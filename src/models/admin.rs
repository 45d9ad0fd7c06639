use chrono::{DateTime, Utc};
use serde::{Deserialize, Serialize};
use utoipa::ToSchema;
use uuid::Uuid;
use validator::Validate;

// O tenant raiz: todo curso, disciplina, turma, professor e aluno
// pertence a um administrador.
#[derive(Debug, Clone, Serialize, sqlx::FromRow, ToSchema)]
#[serde(rename_all = "camelCase")]
pub struct Admin {
    pub id: Uuid,
    pub email: String,
    pub name: String,

    #[serde(skip_serializing)] // IMPORTANTE para segurança
    #[schema(ignore)]
    pub password: String,

    pub created_at: DateTime<Utc>,
    pub updated_at: DateTime<Utc>,
}

#[derive(Debug, Deserialize, Validate, ToSchema)]
#[serde(rename_all = "camelCase")]
pub struct RegisterAdminPayload {
    #[validate(email(message = "O e-mail fornecido é inválido."))]
    #[schema(example = "secretaria@escola.com")]
    pub email: String,

    #[validate(length(min = 2, message = "O nome deve ter no mínimo 2 caracteres."))]
    #[schema(example = "Secretaria Central")]
    pub name: String,

    #[validate(length(min = 6, message = "A senha deve ter no mínimo 6 caracteres."))]
    #[schema(example = "senhaSegura123")]
    pub password: String,
}
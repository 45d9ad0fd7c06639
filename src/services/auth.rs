use bcrypt::{hash, verify};
use chrono::Utc;
use jsonwebtoken::{DecodingKey, EncodingKey, Header, Validation, decode, encode};
use uuid::Uuid;

use crate::{
    common::error::AppError,
    db::{AdminRepository, UserRepository},
    models::{
        admin::{Admin, RegisterAdminPayload},
        auth::{Claims, TokenResponse},
        user::{Role, User},
    },
};

// O hashing do bcrypt é caro de propósito; roda fora do executor async.
pub(crate) async fn hash_password(password: String) -> Result<String, AppError> {
    let hashed = tokio::task::spawn_blocking(move || hash(&password, bcrypt::DEFAULT_COST))
        .await
        .map_err(|e| anyhow::anyhow!("Falha na task de hashing: {}", e))??;

    Ok(hashed)
}

pub fn create_token(jwt_secret: &str, sub: Uuid, role: Role) -> Result<String, AppError> {
    let now = Utc::now();
    let expires_at = now + chrono::Duration::days(7);

    let claims = Claims {
        sub,
        role,
        exp: expires_at.timestamp() as usize,
        iat: now.timestamp() as usize,
    };

    Ok(encode(
        &Header::default(),
        &claims,
        &EncodingKey::from_secret(jwt_secret.as_ref()),
    )?)
}

pub fn decode_token(jwt_secret: &str, token: &str) -> Result<Claims, AppError> {
    let validation = Validation::default();
    let token_data = decode::<Claims>(
        token,
        &DecodingKey::from_secret(jwt_secret.as_ref()),
        &validation,
    )
    .map_err(|_| AppError::InvalidToken)?;

    Ok(token_data.claims)
}

#[derive(Clone)]
pub struct AuthService {
    admin_repo: AdminRepository,
    user_repo: UserRepository,
    jwt_secret: String,
}

impl AuthService {
    pub fn new(admin_repo: AdminRepository, user_repo: UserRepository, jwt_secret: String) -> Self {
        Self {
            admin_repo,
            user_repo,
            jwt_secret,
        }
    }

    // Cria o tenant raiz. O e-mail duplicado vem do banco como conflito.
    pub async fn register_admin(&self, payload: &RegisterAdminPayload) -> Result<Admin, AppError> {
        let hashed_password = hash_password(payload.password.clone()).await?;

        self.admin_repo
            .insert(&payload.email, &payload.name, &hashed_password)
            .await
    }

    pub async fn login_admin(&self, email: &str, password: &str) -> Result<TokenResponse, AppError> {
        let admin = self
            .admin_repo
            .find_by_email(email)
            .await?
            .ok_or(AppError::InvalidCredentials)?;

        verify_or_reject(password, &admin.password).await?;

        let access_token = create_token(&self.jwt_secret, admin.id, Role::Admin)?;
        Ok(TokenResponse {
            access_token,
            email: admin.email,
            id: admin.id,
        })
    }

    pub async fn login_user(&self, email: &str, password: &str) -> Result<TokenResponse, AppError> {
        let user = self
            .user_repo
            .find_by_email(email)
            .await?
            .ok_or(AppError::InvalidCredentials)?;

        verify_or_reject(password, &user.password).await?;

        let access_token = create_token(&self.jwt_secret, user.id, user.role)?;
        Ok(TokenResponse {
            access_token,
            email: user.email,
            id: user.id,
        })
    }

    // Token de admin: o `sub` vira o tenant de todas as consultas.
    pub async fn validate_admin_token(&self, token: &str) -> Result<Admin, AppError> {
        let claims = decode_token(&self.jwt_secret, token)?;

        self.admin_repo
            .find_by_id(claims.sub)
            .await?
            .ok_or(AppError::InvalidToken)
    }

    // Token de usuário: o `sub` identifica a própria conta.
    pub async fn validate_user_token(&self, token: &str) -> Result<User, AppError> {
        let claims = decode_token(&self.jwt_secret, token)?;

        self.user_repo
            .find_by_id(claims.sub)
            .await?
            .ok_or(AppError::InvalidToken)
    }
}

async fn verify_or_reject(password: &str, password_hash: &str) -> Result<(), AppError> {
    let password = password.to_owned();
    let password_hash = password_hash.to_owned();

    // Executa a verificação em um thread separado
    let is_valid = tokio::task::spawn_blocking(move || verify(&password, &password_hash))
        .await
        .map_err(|e| anyhow::anyhow!("Falha na task de verificação de senha: {}", e))??;

    if !is_valid {
        return Err(AppError::InvalidCredentials);
    }
    Ok(())
}

#[cfg(test)]
mod tests {
    use super::*;

    const SECRET: &str = "segredo-de-teste-nao-usar-em-producao";

    #[test]
    fn token_criado_eh_decodificado() {
        let sub = Uuid::new_v4();
        let token = create_token(SECRET, sub, Role::Admin).unwrap();

        let claims = decode_token(SECRET, &token).unwrap();
        assert_eq!(claims.sub, sub);
        assert_eq!(claims.role, Role::Admin);
        assert!(claims.exp > claims.iat);
    }

    #[test]
    fn segredo_errado_rejeita() {
        let token = create_token(SECRET, Uuid::new_v4(), Role::User).unwrap();

        let result = decode_token("outro-segredo", &token);
        assert!(matches!(result, Err(AppError::InvalidToken)));
    }

    #[test]
    fn token_adulterado_rejeita() {
        let token = create_token(SECRET, Uuid::new_v4(), Role::User).unwrap();
        let mut adulterado = token.clone();
        adulterado.push('x');

        assert!(matches!(
            decode_token(SECRET, &adulterado),
            Err(AppError::InvalidToken)
        ));
    }

    #[test]
    fn lixo_nao_eh_token() {
        assert!(matches!(
            decode_token(SECRET, "nao.eh.jwt"),
            Err(AppError::InvalidToken)
        ));
    }
}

++++++++++

> [GOAL OF THE EXERCISE]:
Give every line of the material that includes the string "serde".

> [RESULT FOR THIS EXERCISE]:
use serde::{Deserialize, Serialize};
#[serde(rename_all = "camelCase")]
    #[serde(skip_serializing)] // IMPORTANTE para segurança
#[serde(rename_all = "camelCase")]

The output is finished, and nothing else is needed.